=== WHAT YOU ARE ASKED TO DO ===
Which lines of the data below include the string "Serialize"? Return each of them.

=== DATA LISTING ===

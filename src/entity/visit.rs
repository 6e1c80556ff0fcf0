// src/entity/visit.rs

use chrono::{DateTime, Utc};
use serde::{Deserialize, Serialize};
use uuid::Uuid;

use super::coerce::{minutes_between, parse_instant, parse_int};
use super::{EntitySchema, ImportEntity};
use crate::parse::NormalizedRow;
use crate::store::StoreData;

pub static VISIT_SCHEMA: EntitySchema = EntitySchema {
    label: "visits",
    required: &["cic_name", "beneficiary_name", "activity_name", "check_in_at"],
    optional: &["assisted_by", "notes", "check_out_at", "duration_minutes"],
    synonyms: &[
        ("cic", "cic_name"),
        ("cicname", "cic_name"),
        ("ciccentre", "cic_name"),
        ("cic_centre", "cic_name"),
        ("ciccenter", "cic_name"),
        ("cic_center", "cic_name"),
        ("centre", "cic_name"),
        ("center", "cic_name"),
        ("beneficiary", "beneficiary_name"),
        ("beneficiaryname", "beneficiary_name"),
        ("participant", "beneficiary_name"),
        ("participant_name", "beneficiary_name"),
        ("activity", "activity_name"),
        ("activityname", "activity_name"),
        ("service", "activity_name"),
        ("checkin", "check_in_at"),
        ("check_in", "check_in_at"),
        ("checkintime", "check_in_at"),
        ("checkin_time", "check_in_at"),
        ("check_in_time", "check_in_at"),
        ("checkinat", "check_in_at"),
        ("checkin_at", "check_in_at"),
        ("time_in", "check_in_at"),
        ("checkout", "check_out_at"),
        ("check_out", "check_out_at"),
        ("checkouttime", "check_out_at"),
        ("checkout_time", "check_out_at"),
        ("check_out_time", "check_out_at"),
        ("checkoutat", "check_out_at"),
        ("checkout_at", "check_out_at"),
        ("time_out", "check_out_at"),
        ("assistedby", "assisted_by"),
        ("assisted", "assisted_by"),
        ("staff", "assisted_by"),
        ("facilitator", "assisted_by"),
        ("duration", "duration_minutes"),
        ("durationminutes", "duration_minutes"),
        ("duration_mins", "duration_minutes"),
        ("duration_min", "duration_minutes"),
        ("minutes", "duration_minutes"),
        ("note", "notes"),
        ("comment", "notes"),
        ("comments", "notes"),
    ],
};

/// One beneficiary visit to a Community Information Centre.
#[derive(Debug, Clone, PartialEq, Serialize, Deserialize)]
pub struct Visit {
    pub id: Uuid,
    pub cic_name: String,
    pub beneficiary_name: String,
    pub activity_name: String,
    pub check_in_at: DateTime<Utc>,
    pub check_out_at: Option<DateTime<Utc>>,
    pub duration_minutes: Option<i64>,
    pub assisted_by: Option<String>,
    pub notes: Option<String>,
    pub created_at: DateTime<Utc>,
    pub updated_at: DateTime<Utc>,
}

impl ImportEntity for Visit {
    fn schema() -> &'static EntitySchema {
        &VISIT_SCHEMA
    }

    fn materialize(row: &NormalizedRow, now: DateTime<Utc>) -> Self {
        let parsed_in = parse_instant(row.get("check_in_at"));
        let check_out_at = parse_instant(row.get("check_out_at"));

        // explicit integer wins; a non-integer cell counts as absent and the
        // duration is derived, but only from two instants the row supplied
        let duration_minutes = match parse_int(row.get("duration_minutes")) {
            Some(explicit) => Some(explicit.max(0)),
            None => parsed_in
                .zip(check_out_at)
                .map(|(check_in, out)| minutes_between(check_in, out)),
        };
        let check_in_at = parsed_in.unwrap_or(now);

        Self {
            id: Uuid::new_v4(),
            cic_name: row.get("cic_name").trim().to_string(),
            beneficiary_name: row.get("beneficiary_name").trim().to_string(),
            activity_name: row.get("activity_name").trim().to_string(),
            check_in_at,
            check_out_at,
            duration_minutes,
            assisted_by: row.non_empty("assisted_by").map(str::to_string),
            notes: row.non_empty("notes").map(str::to_string),
            created_at: now,
            updated_at: now,
        }
    }

    fn collection(data: &StoreData) -> &Vec<Self> {
        &data.visits
    }

    fn collection_mut(data: &mut StoreData) -> &mut Vec<Self> {
        &mut data.visits
    }
}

=== RESULT OF THE TASK ===
use serde::{Deserialize, Serialize};
#[derive(Debug, Clone, PartialEq, Serialize, Deserialize)]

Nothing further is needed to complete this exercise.